(Stored data)
• • •
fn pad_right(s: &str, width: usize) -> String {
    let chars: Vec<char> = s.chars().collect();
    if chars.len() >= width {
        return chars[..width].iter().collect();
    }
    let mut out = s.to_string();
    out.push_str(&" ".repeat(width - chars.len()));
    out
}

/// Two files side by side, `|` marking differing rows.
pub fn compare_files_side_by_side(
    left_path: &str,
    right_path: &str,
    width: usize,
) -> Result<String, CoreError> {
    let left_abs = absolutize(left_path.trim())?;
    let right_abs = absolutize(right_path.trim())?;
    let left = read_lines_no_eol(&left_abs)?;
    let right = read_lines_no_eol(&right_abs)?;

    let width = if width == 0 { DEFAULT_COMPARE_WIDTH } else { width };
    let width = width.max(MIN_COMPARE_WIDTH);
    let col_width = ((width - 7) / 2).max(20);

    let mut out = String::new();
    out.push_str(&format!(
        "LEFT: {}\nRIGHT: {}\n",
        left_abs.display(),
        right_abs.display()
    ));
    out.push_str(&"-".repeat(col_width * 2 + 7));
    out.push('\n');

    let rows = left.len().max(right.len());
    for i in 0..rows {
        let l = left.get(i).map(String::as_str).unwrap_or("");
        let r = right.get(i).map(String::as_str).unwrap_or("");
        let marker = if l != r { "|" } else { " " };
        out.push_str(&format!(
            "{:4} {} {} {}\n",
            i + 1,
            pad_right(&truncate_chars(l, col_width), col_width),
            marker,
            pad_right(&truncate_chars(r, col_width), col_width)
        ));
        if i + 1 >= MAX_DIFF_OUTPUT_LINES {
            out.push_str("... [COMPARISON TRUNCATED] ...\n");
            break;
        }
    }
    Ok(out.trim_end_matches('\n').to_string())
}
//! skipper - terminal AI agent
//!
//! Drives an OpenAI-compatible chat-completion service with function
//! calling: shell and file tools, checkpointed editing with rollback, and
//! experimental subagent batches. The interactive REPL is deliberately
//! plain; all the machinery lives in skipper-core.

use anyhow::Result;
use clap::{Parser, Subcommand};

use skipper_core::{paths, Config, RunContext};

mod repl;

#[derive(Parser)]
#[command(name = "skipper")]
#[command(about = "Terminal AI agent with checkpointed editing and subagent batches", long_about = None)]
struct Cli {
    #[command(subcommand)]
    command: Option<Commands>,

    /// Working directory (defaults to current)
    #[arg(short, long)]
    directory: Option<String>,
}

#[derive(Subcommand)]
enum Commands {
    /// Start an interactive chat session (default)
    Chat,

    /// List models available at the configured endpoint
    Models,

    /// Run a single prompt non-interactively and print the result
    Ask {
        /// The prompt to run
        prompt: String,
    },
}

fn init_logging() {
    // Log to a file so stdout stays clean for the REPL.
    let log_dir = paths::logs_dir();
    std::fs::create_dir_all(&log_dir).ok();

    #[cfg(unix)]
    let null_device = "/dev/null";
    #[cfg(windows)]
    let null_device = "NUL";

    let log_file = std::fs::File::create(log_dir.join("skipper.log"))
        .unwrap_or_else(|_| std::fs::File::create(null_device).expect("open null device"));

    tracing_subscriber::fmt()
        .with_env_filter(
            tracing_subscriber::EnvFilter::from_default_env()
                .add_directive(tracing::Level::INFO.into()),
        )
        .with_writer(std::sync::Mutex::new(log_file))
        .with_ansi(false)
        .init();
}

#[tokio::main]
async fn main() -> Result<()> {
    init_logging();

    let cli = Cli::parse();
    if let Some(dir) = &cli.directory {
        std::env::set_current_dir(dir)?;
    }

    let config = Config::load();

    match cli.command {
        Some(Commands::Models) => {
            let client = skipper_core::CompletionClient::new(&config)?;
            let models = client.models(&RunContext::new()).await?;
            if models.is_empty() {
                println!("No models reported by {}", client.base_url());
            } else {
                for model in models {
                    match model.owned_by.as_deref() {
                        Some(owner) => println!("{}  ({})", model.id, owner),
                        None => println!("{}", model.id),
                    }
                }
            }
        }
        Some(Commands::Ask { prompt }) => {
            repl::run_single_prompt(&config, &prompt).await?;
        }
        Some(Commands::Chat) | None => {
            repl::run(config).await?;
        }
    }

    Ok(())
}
• • •
WHAT YOU ARE ASKED TO DO: Every entry above should be retyped exactly as shown.

ANSWER BOX:
fn pad_right(s: &str, width: usize) -> String {
    let chars: Vec<char> = s.chars().collect();
    if chars.len() >= width {
        return chars[..width].iter().collect();
    }
    let mut out = s.to_string();
    out.push_str(&" ".repeat(width - chars.len()));
    out
}

/// Two files side by side, `|` marking differing rows.
pub fn compare_files_side_by_side(
    left_path: &str,
    right_path: &str,
    width: usize,
) -> Result<String, CoreError> {
    let left_abs = absolutize(left_path.trim())?;
    let right_abs = absolutize(right_path.trim())?;
    let left = read_lines_no_eol(&left_abs)?;
    let right = read_lines_no_eol(&right_abs)?;

    let width = if width == 0 { DEFAULT_COMPARE_WIDTH } else { width };
    let width = width.max(MIN_COMPARE_WIDTH);
    let col_width = ((width - 7) / 2).max(20);

    let mut out = String::new();
    out.push_str(&format!(
        "LEFT: {}\nRIGHT: {}\n",
        left_abs.display(),
        right_abs.display()
    ));
    out.push_str(&"-".repeat(col_width * 2 + 7));
    out.push('\n');

    let rows = left.len().max(right.len());
    for i in 0..rows {
        let l = left.get(i).map(String::as_str).unwrap_or("");
        let r = right.get(i).map(String::as_str).unwrap_or("");
        let marker = if l != r { "|" } else { " " };
        out.push_str(&format!(
            "{:4} {} {} {}\n",
            i + 1,
            pad_right(&truncate_chars(l, col_width), col_width),
            marker,
            pad_right(&truncate_chars(r, col_width), col_width)
        ));
        if i + 1 >= MAX_DIFF_OUTPUT_LINES {
            out.push_str("... [COMPARISON TRUNCATED] ...\n");
            break;
        }
    }
    Ok(out.trim_end_matches('\n').to_string())
}
//! skipper - terminal AI agent
//!
//! Drives an OpenAI-compatible chat-completion service with function
//! calling: shell and file tools, checkpointed editing with rollback, and
//! experimental subagent batches. The interactive REPL is deliberately
//! plain; all the machinery lives in skipper-core.

use anyhow::Result;
use clap::{Parser, Subcommand};

use skipper_core::{paths, Config, RunContext};

mod repl;

#[derive(Parser)]
#[command(name = "skipper")]
#[command(about = "Terminal AI agent with checkpointed editing and subagent batches", long_about = None)]
struct Cli {
    #[command(subcommand)]
    command: Option<Commands>,

    /// Working directory (defaults to current)
    #[arg(short, long)]
    directory: Option<String>,
}

#[derive(Subcommand)]
enum Commands {
    /// Start an interactive chat session (default)
    Chat,

    /// List models available at the configured endpoint
    Models,

    /// Run a single prompt non-interactively and print the result
    Ask {
        /// The prompt to run
        prompt: String,
    },
}

fn init_logging() {
    // Log to a file so stdout stays clean for the REPL.
    let log_dir = paths::logs_dir();
    std::fs::create_dir_all(&log_dir).ok();

    #[cfg(unix)]
    let null_device = "/dev/null";
    #[cfg(windows)]
    let null_device = "NUL";

    let log_file = std::fs::File::create(log_dir.join("skipper.log"))
        .unwrap_or_else(|_| std::fs::File::create(null_device).expect("open null device"));

    tracing_subscriber::fmt()
        .with_env_filter(
            tracing_subscriber::EnvFilter::from_default_env()
                .add_directive(tracing::Level::INFO.into()),
        )
        .with_writer(std::sync::Mutex::new(log_file))
        .with_ansi(false)
        .init();
}

#[tokio::main]
async fn main() -> Result<()> {
    init_logging();

    let cli = Cli::parse();
    if let Some(dir) = &cli.directory {
        std::env::set_current_dir(dir)?;
    }

    let config = Config::load();

    match cli.command {
        Some(Commands::Models) => {
            let client = skipper_core::CompletionClient::new(&config)?;
            let models = client.models(&RunContext::new()).await?;
            if models.is_empty() {
                println!("No models reported by {}", client.base_url());
            } else {
                for model in models {
                    match model.owned_by.as_deref() {
                        Some(owner) => println!("{}  ({})", model.id, owner),
                        None => println!("{}", model.id),
                    }
                }
            }
        }
        Some(Commands::Ask { prompt }) => {
            repl::run_single_prompt(&config, &prompt).await?;
        }
        Some(Commands::Chat) | None => {
            repl::run(config).await?;
        }
    }

    Ok(())
}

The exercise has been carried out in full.